#### TASK:
Return, exactly as written, every line from the first line of the data below through the line that contains "use std::collections::BTreeMap;".

** Opening MATERIAL PROVIDED block **

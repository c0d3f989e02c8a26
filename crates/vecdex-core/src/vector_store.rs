//! The vector-store interface (§6): a collection handle's `upsert`/`get`/
//! `query`/`count` operations, consumed by both the batch indexer and the
//! fan-out query client.

use std::collections::BTreeMap;
use std::sync::OnceLock;

use async_trait::async_trait;
use serde::{Deserialize, Serialize};
use thiserror::Error;

pub type Metadata = BTreeMap<String, serde_json::Value>;

/// Error taxonomy for `upsert` (§6, §7 *DuplicateID* / *UpsertFailure*).
#[derive(Debug, Error)]
pub enum UpsertError {
    #[error("duplicate document ids: {ids:?}")]
    DuplicateId { ids: Vec<String> },
    #[error(transparent)]
    Other(#[from] anyhow::Error),
}

/// Canonical shape of `<record_type>:<40-hex>` document ids, used to parse
/// duplicate ids out of an unstructured error message (§9 design note) when
/// the collaborator does not surface them structurally.
fn duplicate_id_pattern() -> &'static regex::Regex {
    static PATTERN: OnceLock<regex::Regex> = OnceLock::new();
    PATTERN.get_or_init(|| regex::Regex::new(r"[^,\s]+:[0-9a-fA-F]{16,}").expect("valid regex"))
}

/// Parse document ids matching the canonical `<type>:<40hex>` shape out of a
/// free-text error message. Used as the fallback path when a vector-store
/// error does not structurally carry the offending ids.
pub fn parse_duplicate_ids(message: &str) -> Vec<String> {
    duplicate_id_pattern()
        .find_iter(message)
        .map(|m| m.as_str().to_string())
        .collect()
}

#[derive(Debug, Clone, Default)]
pub struct GetRequest {
    pub ids: Option<Vec<String>>,
    pub where_: Option<serde_json::Value>,
    pub where_document: Option<serde_json::Value>,
    pub limit: Option<usize>,
    pub offset: Option<usize>,
    pub include: Option<Vec<String>>,
}

#[derive(Debug, Clone, Default, Serialize, Deserialize)]
pub struct GetResult {
    pub ids: Vec<String>,
    #[serde(skip_serializing_if = "Option::is_none")]
    pub documents: Option<Vec<Option<String>>>,
    #[serde(skip_serializing_if = "Option::is_none")]
    pub metadatas: Option<Vec<Option<Metadata>>>,
    #[serde(skip_serializing_if = "Option::is_none")]
    pub embeddings: Option<Vec<Option<Vec<f32>>>>,
}

#[derive(Debug, Clone, Default)]
pub struct QueryRequest {
    pub query_texts: Option<Vec<String>>,
    pub query_embeddings: Option<Vec<Vec<f32>>>,
    pub n_results: usize,
    pub where_: Option<serde_json::Value>,
    pub where_document: Option<serde_json::Value>,
    pub include: Option<Vec<String>>,
}

/// One `query` response, per query index: `ids[i]`, `distances[i]`, etc.
#[derive(Debug, Clone, Default, Serialize, Deserialize)]
pub struct QueryResult {
    pub ids: Vec<Vec<String>>,
    pub distances: Vec<Vec<f32>>,
    #[serde(skip_serializing_if = "Option::is_none")]
    pub documents: Option<Vec<Vec<Option<String>>>>,
    #[serde(skip_serializing_if = "Option::is_none")]
    pub metadatas: Option<Vec<Vec<Option<Metadata>>>>,
}

/// A single opened collection. Implementations wrap an HTTP/Cloud vector
/// store client; a test double can be an in-memory `Mutex<HashMap<..>>`.
#[async_trait]
pub trait Collection: Send + Sync {
    fn name(&self) -> &str;

    async fn upsert(
        &self,
        ids: Vec<String>,
        documents: Vec<String>,
        metadatas: Vec<Metadata>,
    ) -> Result<(), UpsertError>;

    async fn get(&self, request: GetRequest) -> anyhow::Result<GetResult>;

    async fn query(&self, request: QueryRequest) -> anyhow::Result<QueryResult>;

    async fn count(&self) -> anyhow::Result<u64>;
}

/// The vector-store client: resolves collection handles by name, creating
/// them if absent (§3 Collection).
#[async_trait]
pub trait VectorStoreClient: Send + Sync {
    async fn get_or_create_collection(&self, name: &str) -> anyhow::Result<std::sync::Arc<dyn Collection>>;
}

#[cfg(test)]
mod tests {
    use super::*;

    #[test]
    fn parses_duplicate_ids_from_free_text() {
        let message = "upsert failed: ids Table:0123456789abcdef0123, Field:fedcba9876543210fedc already exist";
        let ids = parse_duplicate_ids(message);
        assert_eq!(
            ids,
            vec![
                "Table:0123456789abcdef0123".to_string(),
                "Field:fedcba9876543210fedc".to_string(),
            ]
        );
    }

    #[test]
    fn ignores_short_hex_runs() {
        let message = "id foo:abcd is not a real document id";
        assert!(parse_duplicate_ids(message).is_empty());
    }
}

** Closing MATERIAL PROVIDED block **

#### RESPONSE:
repository c0d3f989e02c8a26
filename crates/vecdex-core/src/vector_store.rs
//! The vector-store interface (§6): a collection handle's `upsert`/`get`/
//! `query`/`count` operations, consumed by both the batch indexer and the
//! fan-out query client.

use std::collections::BTreeMap;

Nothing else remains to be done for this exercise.